Теперь, когда я пишу эти записки, я думаю вот о чем. Почему Гроссману не приходило в голову предложить «Жизнь и судьбу» какому-нибудь зарубежному издательству, скажем, в какой-нибудь более либеральной, чем наша, социалистической стране? Ведь уже был пример, уже разразилась травля Пастернака, когда итальянское коммунистическое издательство опубликовало роман «Доктор Живаго». Почему Гроссмана, по его собственному выражению, «задушили в подворотне», почему об аресте романа не узнали читатели ни у нас, ни за рубежом?

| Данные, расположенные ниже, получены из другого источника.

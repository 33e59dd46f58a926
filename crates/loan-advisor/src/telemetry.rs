use crate::config::TelemetryConfig;
use std::fmt;
use tracing_subscriber::filter::ParseError;
use tracing_subscriber::EnvFilter;

#[derive(Debug)]
pub enum TelemetryError {
    EnvFilter { value: String, source: ParseError },
    Subscriber(Box<dyn std::error::Error + Send + Sync>),
}

impl fmt::Display for TelemetryError {
    fn fmt(&self, f: &mut fmt::Formatter<'_>) -> fmt::Result {
        match self {
            TelemetryError::EnvFilter { value, .. } => {
                write!(f, "invalid log filter '{value}' in APP_LOG_LEVEL")
            }
            TelemetryError::Subscriber(err) => write!(f, "unable to install subscriber: {err}"),
        }
    }
}

impl std::error::Error for TelemetryError {
    fn source(&self) -> Option<&(dyn std::error::Error + 'static)> {
        match self {
            TelemetryError::EnvFilter { source, .. } => Some(source),
            TelemetryError::Subscriber(err) => Some(&**err),
        }
    }
}

/// Installs the global subscriber. Logs go to stderr so rendered evaluation output on
/// stdout stays machine-readable.
pub fn init(config: &TelemetryConfig) -> Result<(), TelemetryError> {
    let env_filter = match EnvFilter::try_from_default_env() {
        Ok(filter) => filter,
        Err(_) => build_filter(&config.log_level)?,
    };

    tracing_subscriber::fmt()
        .with_env_filter(env_filter)
        .with_writer(std::io::stderr)
        .with_target(false)
        .with_ansi(config.ansi)
        .compact()
        .try_init()
        .map_err(TelemetryError::Subscriber)
}

fn build_filter(level: &str) -> Result<EnvFilter, TelemetryError> {
    EnvFilter::try_new(level).map_err(|source| TelemetryError::EnvFilter {
        value: level.to_string(),
        source,
    })
}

Затрудняюсь ответить на эти вопросы. Возможно такое объяснение: в те годы не в обычае были знакомства с иностранными корреспондентами, издателями. Во всяком случае, Гроссман никого из них не знал. Впрочем, мне вспоминается следующее. Однажды в больнице за месяц-полтора до своей смерти Гроссман спросил у меня: «Ты читал Жореса Медведева о шарлатане Лысенко?» Я не читал. «Говорят, что автор отправил свою рукопись за границу, а она вернулась к нам уже в виде книги, по Москве ходит. Мне об этом на днях рассказали. Как ты думаешь, и я мог бы так поступить?..» Ответа моего он не дождался, впал в забытье, закрыл глаза…

У Гроссмана вышел отдельной книжечкой рассказ «Жизнь» в Югославии, кое-что печаталось в Польше. Из Чехословакии он получил роскошное издание романа «За правое дело», один его рассказ был переведен в Китае, какие-то вещи переводились на английский, немецкий, испанский. Но все это происходило самотеком, без какого-либо контакта с издателями, переводчиками. Мне известно, что даже в годы более поздние, даже после выхода в свет повести «Все течет» иностранные корреспонденты не проявляли к судьбе Гроссмана никакого интереса. Странный народ, нам их не понять, как и им нас.

При всей своей подавленности Гроссман втайне не терял надежды на то, что отношение к роману может перемениться. Он видел не только отрицательные, но и положительные черты импульсивного Хрущева, считал его доклад на XX съезде партии замечательным, ему внушали, как он говорил, «этюды оптимизма» документы XXII съезда партии. Он решил поговорить с Д. А. Поликарповым. Поликарпов был одно время оргсекретарем Союза писателей, потом покатился вниз, как раз в это время Гроссман с ним встретился в Гаграх, они часто беседовали на пляже, потом Поликарпов опять поднялся, стал в ЦК заведовать культурой. Я его тоже знал, он был из тех, кто делает зло только по приказу. Поликарпов, однако, как бы забыл о гагринском пляже, был с Гроссманом суров, резок, между прочим, со вздохом заметил: «Многократный орденоносец, член правления Союза писателей, а что написал!» Посоветовал Гроссману обратиться с письмом в ЦК. Если не ошибаюсь, он же посоветовал поговорить с руководителями Союза писателей, читавшими роман, помог устроить встречу с ними.

Состоялась у Гроссмана беседа с секретарем правления Союза писателей СССР Марковым, с секретарем правления Союза писателей РСФСР Сартаковым, с председателем правления московского отделения Союза писателей Щипачевым. По словам Гроссмана, его собеседники вели себя жестко, но чувствовалось, что арест романа им не по душе. Признали, что в романе нет очернительства, многое было так, как написал автор, но в нынешнее сложное время издание романа нанесло бы вред нашему государству, если и можно будет издать роман, то лет через 250. Мягче других был Щипачев, слову «вредный» он предпочитал «субъективный».